>>

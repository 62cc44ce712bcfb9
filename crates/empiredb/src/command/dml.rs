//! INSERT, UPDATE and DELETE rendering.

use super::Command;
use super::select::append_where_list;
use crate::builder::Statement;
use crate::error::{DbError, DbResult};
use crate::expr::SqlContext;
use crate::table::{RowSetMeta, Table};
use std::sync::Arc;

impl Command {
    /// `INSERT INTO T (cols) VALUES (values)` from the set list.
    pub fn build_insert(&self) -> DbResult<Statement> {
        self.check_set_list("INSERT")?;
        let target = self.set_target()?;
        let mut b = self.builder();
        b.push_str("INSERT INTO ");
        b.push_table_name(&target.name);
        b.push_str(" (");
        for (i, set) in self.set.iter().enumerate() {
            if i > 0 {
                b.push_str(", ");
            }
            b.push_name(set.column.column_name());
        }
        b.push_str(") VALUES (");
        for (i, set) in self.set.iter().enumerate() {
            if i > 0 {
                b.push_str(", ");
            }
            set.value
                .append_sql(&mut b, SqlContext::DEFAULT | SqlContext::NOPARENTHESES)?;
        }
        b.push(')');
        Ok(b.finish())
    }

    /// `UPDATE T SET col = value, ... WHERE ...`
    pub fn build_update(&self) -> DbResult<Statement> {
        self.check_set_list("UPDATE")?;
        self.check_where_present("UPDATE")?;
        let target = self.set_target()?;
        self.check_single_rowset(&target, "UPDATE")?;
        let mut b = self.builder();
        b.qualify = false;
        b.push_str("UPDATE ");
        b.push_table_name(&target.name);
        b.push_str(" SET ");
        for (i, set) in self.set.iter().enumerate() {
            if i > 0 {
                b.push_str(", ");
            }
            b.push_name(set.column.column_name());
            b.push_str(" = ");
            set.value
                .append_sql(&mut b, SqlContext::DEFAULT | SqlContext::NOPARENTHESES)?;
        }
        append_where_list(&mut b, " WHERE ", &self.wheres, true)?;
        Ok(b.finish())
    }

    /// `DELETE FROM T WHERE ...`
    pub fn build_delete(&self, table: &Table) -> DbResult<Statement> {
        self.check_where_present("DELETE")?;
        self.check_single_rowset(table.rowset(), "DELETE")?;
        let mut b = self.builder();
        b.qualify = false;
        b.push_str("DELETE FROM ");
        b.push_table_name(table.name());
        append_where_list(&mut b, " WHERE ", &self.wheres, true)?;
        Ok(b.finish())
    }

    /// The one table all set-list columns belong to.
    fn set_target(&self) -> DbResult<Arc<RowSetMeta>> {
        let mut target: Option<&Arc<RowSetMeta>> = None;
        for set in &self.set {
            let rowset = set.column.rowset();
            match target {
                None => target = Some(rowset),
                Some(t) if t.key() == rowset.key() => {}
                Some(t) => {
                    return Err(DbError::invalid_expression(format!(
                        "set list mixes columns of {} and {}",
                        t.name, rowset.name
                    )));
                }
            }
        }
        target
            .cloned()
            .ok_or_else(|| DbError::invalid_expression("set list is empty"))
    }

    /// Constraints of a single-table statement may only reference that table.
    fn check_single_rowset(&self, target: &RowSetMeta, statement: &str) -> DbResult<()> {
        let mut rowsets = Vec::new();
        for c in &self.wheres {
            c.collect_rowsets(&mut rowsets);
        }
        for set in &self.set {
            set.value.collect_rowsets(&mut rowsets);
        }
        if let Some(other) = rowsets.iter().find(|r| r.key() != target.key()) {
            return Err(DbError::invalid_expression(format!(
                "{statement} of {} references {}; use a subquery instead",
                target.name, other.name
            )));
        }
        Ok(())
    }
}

<<
>>

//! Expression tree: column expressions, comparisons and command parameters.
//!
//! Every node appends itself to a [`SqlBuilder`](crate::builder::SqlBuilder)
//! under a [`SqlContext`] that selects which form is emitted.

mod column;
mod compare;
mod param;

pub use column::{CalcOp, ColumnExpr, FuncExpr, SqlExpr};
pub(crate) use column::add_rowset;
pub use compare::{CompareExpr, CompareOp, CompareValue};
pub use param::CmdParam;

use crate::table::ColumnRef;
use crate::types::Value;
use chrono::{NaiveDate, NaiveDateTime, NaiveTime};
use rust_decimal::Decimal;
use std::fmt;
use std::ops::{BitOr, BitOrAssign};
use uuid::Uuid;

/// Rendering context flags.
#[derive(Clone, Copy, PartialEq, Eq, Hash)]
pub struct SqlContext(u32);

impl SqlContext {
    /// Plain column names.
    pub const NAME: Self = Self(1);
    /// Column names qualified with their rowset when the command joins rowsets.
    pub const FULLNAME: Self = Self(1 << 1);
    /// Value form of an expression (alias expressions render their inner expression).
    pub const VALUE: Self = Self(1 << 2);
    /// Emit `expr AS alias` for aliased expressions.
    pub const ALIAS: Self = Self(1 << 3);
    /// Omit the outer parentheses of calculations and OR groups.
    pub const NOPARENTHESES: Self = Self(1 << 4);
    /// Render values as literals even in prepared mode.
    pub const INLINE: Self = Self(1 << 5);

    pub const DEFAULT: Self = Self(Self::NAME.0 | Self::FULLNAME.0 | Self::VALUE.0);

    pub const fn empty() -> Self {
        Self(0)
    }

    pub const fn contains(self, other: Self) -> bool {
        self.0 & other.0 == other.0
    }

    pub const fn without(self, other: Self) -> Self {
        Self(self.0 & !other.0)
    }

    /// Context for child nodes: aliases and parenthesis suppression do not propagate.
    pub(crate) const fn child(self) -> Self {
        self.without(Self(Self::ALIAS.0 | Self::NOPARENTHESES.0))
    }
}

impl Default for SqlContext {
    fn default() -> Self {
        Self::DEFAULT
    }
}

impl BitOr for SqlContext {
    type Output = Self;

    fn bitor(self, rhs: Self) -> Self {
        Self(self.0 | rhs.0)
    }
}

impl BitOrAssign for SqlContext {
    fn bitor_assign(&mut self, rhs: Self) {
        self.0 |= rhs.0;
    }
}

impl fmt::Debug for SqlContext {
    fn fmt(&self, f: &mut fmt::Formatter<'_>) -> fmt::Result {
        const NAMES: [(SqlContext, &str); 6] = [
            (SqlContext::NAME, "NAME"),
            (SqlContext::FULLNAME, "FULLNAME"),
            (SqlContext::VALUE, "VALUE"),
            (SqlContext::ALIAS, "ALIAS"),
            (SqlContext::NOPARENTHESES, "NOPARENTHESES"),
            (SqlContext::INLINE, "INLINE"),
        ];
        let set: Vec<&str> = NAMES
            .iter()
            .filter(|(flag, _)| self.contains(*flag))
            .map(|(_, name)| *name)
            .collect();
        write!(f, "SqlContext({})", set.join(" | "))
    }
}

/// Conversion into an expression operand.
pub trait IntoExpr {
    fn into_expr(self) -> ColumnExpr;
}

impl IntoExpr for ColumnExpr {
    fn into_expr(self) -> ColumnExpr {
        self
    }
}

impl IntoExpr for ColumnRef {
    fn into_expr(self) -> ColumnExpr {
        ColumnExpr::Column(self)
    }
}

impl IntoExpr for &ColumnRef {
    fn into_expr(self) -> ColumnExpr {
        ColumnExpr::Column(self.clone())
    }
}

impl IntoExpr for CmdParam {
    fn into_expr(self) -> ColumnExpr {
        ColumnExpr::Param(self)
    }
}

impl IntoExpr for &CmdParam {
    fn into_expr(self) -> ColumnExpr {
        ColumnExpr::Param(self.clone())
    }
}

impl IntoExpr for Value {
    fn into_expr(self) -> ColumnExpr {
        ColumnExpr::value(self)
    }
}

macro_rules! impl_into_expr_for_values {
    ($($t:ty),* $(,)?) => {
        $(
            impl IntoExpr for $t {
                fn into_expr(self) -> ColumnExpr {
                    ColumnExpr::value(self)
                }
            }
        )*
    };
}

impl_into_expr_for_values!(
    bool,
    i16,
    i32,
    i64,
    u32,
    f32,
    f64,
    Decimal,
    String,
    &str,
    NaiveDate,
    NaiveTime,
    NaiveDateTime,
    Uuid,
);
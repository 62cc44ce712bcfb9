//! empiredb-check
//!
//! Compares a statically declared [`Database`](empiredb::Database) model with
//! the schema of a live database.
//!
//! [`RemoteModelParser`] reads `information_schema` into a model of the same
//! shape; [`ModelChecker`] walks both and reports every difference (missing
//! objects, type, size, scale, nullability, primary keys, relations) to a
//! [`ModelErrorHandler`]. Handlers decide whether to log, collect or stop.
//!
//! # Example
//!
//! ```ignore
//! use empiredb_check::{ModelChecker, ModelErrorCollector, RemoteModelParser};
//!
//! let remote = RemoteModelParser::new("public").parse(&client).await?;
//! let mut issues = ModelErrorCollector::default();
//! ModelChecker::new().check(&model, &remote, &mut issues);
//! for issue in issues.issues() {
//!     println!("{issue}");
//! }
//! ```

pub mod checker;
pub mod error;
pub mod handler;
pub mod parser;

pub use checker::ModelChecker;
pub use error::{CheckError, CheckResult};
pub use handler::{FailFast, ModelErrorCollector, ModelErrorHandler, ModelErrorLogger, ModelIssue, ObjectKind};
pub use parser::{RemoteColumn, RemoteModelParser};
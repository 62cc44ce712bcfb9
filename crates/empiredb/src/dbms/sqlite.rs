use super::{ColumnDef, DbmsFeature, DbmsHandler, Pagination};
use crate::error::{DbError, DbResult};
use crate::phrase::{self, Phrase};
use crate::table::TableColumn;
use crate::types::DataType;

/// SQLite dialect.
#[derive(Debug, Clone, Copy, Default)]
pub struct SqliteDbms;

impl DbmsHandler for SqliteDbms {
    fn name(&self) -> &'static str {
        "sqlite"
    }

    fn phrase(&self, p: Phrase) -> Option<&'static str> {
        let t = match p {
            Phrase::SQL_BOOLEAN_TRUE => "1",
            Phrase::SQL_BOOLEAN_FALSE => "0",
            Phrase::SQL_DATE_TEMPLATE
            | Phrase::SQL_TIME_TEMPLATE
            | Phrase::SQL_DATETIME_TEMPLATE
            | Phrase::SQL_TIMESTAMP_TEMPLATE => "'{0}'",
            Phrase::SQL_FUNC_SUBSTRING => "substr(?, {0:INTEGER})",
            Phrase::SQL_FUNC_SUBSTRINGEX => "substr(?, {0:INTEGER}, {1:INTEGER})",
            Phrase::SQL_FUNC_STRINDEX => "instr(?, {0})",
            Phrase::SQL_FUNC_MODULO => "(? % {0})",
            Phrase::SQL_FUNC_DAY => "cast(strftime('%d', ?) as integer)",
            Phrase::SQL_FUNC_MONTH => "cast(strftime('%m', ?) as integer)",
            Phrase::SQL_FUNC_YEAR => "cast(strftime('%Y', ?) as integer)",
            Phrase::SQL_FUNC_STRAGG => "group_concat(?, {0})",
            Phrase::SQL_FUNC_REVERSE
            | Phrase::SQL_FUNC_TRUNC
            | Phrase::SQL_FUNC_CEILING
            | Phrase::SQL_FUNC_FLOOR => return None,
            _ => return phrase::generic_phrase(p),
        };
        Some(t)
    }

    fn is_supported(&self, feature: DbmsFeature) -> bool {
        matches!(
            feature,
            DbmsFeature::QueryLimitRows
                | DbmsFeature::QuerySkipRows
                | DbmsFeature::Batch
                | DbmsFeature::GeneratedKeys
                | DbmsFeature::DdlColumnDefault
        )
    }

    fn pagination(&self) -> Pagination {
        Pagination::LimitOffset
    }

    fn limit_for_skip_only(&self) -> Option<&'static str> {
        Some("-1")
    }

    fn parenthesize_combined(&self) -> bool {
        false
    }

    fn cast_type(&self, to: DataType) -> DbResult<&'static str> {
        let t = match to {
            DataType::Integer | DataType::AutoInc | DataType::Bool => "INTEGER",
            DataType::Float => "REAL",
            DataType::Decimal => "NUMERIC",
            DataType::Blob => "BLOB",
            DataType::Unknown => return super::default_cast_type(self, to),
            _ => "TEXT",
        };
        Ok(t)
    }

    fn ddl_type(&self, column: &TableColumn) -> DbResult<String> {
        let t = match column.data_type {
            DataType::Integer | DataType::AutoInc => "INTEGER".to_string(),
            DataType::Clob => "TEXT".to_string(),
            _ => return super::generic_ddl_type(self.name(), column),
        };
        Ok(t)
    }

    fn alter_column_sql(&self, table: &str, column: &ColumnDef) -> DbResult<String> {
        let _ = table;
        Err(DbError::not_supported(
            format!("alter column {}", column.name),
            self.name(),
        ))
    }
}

<<

**Assignment**
Going through the listing above, please work out how many lines contain the word "their", and give the number alone.

**Answer space**
2